━━━ MATERIAL FOR THIS EXERCISE ━━━

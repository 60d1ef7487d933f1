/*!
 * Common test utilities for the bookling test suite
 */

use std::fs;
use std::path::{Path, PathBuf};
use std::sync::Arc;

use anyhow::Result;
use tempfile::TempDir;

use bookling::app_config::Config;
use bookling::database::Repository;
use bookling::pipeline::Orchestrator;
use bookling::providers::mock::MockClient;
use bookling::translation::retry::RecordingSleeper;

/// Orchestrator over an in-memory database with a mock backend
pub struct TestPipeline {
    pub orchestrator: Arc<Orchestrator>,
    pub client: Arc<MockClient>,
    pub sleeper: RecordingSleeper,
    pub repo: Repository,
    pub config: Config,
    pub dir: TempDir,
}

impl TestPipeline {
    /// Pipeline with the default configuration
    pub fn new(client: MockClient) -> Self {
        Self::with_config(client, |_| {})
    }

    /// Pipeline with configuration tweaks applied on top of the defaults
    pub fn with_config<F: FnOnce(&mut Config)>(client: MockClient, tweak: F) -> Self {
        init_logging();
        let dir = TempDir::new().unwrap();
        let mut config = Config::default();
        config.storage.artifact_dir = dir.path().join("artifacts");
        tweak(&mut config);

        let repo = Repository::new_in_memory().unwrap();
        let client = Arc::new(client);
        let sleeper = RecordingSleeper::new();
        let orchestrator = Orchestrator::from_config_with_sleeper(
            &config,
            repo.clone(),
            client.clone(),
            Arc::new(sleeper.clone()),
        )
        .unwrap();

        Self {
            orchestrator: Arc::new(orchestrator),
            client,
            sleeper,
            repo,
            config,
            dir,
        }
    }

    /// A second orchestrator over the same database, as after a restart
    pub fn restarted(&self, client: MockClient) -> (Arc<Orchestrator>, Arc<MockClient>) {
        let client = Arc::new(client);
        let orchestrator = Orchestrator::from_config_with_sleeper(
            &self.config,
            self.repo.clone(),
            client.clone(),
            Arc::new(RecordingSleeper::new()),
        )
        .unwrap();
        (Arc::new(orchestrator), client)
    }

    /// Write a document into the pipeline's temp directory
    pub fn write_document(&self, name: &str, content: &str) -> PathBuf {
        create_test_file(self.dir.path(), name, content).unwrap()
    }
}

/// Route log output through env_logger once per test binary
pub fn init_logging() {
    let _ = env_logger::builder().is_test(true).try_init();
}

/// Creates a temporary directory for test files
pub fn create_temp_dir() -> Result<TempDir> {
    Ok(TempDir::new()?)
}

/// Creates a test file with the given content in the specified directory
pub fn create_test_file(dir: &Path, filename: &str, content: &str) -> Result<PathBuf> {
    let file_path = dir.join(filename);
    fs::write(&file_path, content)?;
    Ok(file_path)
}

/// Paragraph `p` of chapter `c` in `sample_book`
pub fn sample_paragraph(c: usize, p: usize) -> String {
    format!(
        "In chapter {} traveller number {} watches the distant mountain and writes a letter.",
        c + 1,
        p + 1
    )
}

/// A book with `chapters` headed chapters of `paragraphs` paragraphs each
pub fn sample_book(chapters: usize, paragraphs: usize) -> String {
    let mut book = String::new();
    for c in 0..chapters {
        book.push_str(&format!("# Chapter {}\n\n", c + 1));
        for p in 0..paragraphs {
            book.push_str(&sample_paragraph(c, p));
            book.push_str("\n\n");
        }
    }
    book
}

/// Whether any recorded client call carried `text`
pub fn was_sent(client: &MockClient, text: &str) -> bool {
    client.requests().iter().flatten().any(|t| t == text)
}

━━━
━━━ MATERIAL FOR THIS EXERCISE ━━━

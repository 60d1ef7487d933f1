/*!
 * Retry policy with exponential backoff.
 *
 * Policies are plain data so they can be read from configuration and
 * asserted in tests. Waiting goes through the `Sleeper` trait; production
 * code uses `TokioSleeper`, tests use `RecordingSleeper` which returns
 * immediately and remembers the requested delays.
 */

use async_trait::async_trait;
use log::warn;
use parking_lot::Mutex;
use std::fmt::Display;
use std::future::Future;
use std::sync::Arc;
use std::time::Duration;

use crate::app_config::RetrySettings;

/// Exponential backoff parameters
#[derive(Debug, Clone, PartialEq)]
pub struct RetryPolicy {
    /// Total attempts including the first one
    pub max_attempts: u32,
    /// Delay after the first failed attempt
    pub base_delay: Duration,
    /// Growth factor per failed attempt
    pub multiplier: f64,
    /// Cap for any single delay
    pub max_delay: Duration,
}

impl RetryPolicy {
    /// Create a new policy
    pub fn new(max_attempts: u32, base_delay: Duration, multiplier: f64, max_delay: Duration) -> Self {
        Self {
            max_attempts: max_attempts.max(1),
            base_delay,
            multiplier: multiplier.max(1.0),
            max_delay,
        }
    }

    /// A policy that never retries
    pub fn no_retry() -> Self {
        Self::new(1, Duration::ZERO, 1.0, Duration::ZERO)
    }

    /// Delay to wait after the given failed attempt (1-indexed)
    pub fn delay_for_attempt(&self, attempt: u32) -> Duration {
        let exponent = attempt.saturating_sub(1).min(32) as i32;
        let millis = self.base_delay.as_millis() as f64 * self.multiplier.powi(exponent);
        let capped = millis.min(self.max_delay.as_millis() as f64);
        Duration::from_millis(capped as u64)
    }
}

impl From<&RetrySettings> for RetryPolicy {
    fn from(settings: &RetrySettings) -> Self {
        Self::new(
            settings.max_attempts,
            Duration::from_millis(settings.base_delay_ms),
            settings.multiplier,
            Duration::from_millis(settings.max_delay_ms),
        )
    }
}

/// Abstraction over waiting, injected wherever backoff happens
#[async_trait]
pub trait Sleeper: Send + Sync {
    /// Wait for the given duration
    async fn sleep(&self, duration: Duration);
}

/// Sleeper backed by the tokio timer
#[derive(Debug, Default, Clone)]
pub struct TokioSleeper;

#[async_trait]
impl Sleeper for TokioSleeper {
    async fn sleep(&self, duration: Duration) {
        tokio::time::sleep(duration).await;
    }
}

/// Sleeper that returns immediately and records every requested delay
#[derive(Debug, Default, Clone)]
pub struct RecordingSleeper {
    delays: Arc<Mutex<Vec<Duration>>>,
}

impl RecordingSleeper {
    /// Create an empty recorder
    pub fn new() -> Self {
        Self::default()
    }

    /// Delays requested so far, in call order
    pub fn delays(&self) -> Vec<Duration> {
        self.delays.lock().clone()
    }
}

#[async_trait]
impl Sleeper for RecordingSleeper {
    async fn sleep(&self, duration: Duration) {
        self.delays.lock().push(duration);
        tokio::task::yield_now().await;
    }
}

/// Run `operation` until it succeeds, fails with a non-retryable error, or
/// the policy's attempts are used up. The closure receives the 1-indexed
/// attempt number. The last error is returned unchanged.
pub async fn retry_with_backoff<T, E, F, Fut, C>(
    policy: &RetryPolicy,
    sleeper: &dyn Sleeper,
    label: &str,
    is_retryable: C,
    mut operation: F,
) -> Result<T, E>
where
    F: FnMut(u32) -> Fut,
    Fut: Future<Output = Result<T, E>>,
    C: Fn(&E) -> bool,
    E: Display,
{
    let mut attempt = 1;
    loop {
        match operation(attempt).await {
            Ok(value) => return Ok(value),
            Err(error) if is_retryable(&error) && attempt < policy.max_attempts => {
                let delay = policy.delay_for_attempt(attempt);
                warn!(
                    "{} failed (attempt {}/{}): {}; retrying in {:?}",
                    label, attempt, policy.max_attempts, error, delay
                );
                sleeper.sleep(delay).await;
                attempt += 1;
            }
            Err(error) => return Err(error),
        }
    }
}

━━━

■ **PROMPT**
If a line in the entries holds the string "usize", copy it.

■ **SOLUTION**
pub fn sample_paragraph(c: usize, p: usize) -> String {
pub fn sample_book(chapters: usize, paragraphs: usize) -> String {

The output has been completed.